Cytat:
Ogólna ocena i refleksje z sesji.
|
Fajnie było. Sesja po primo skończona (a to nie takie znowu hop siup skończyć sesję), po wtóro przyniosła mnóstwo radochy z czytania wielu postów, które w niej padły.
Cytat:
Ogólna ocena pracy arbitra.
|
Bardzo wysoka. Choć może rzeczywiście zabrakło dogmatu o nieomylności MG.
Cytat:
Największym atutem sesji było...
|
Abiter <lizus>
Ale serio arbiter był zawsze na miejscu, zawsze przygotowany, zawsze służył rozwiązaniem problemu i pomocą w wytłumaczeniu zasad.
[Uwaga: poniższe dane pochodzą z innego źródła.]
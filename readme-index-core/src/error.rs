//! Error types for indexing.
//!
//! Every variant carries the path it failed on, so the message alone is
//! enough to tell which file or directory the filesystem refused.

use std::path::PathBuf;
use thiserror::Error;

/// Convenience type for functions that can fail while building an index.
pub type Result<T> = std::result::Result<T, IndexError>;

/// Things that can go wrong while walking a tree and writing its index.
#[derive(Error, Debug)]
pub enum IndexError {
    /// The root directory does not exist.
    #[error("root directory '{0}' does not exist")]
    RootNotFound(PathBuf),

    /// The root exists but is a file or something else.
    #[error("root '{0}' is not a directory")]
    NotADirectory(PathBuf),

    /// A directory in the tree could not be read or listed.
    #[error("failed to read directory '{path}': {source}")]
    ReadDir {
        path: PathBuf,
        #[source]
        source: std::io::Error,
    },

    /// The output file could not be created or written.
    #[error("failed to write index '{path}': {source}")]
    Write {
        path: PathBuf,
        #[source]
        source: std::io::Error,
    },
}

impl IndexError {
    /// Creates a directory read error with the path for context.
    pub fn read_dir(path: impl Into<PathBuf>, source: std::io::Error) -> Self {
        Self::ReadDir {
            path: path.into(),
            source,
        }
    }

    /// Creates an output write error with the path for context.
    pub fn write(path: impl Into<PathBuf>, source: std::io::Error) -> Self {
        Self::Write {
            path: path.into(),
            source,
        }
    }
}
Spajał posty graczy regularnymi podsumowaniami i w razie niekompatybilności różnych postów, umiał je pogodzić. W zasadzie poza sytuacją z odejściem Anonima (którą jako MG w inne sesji poniekąd rozumiem) nie mam ani jednego zastrzeżenia.
Cytat:
Największą słabością sesji było...
|
Niestety mechanika imho.
Cytat:
Odpisy były za często, za rzadko, w sam raz?
|
W sam raz.
Cytat:
Mechanika wspierała kreatywną grę, czy granie na zasadzie "to ja go tnę"?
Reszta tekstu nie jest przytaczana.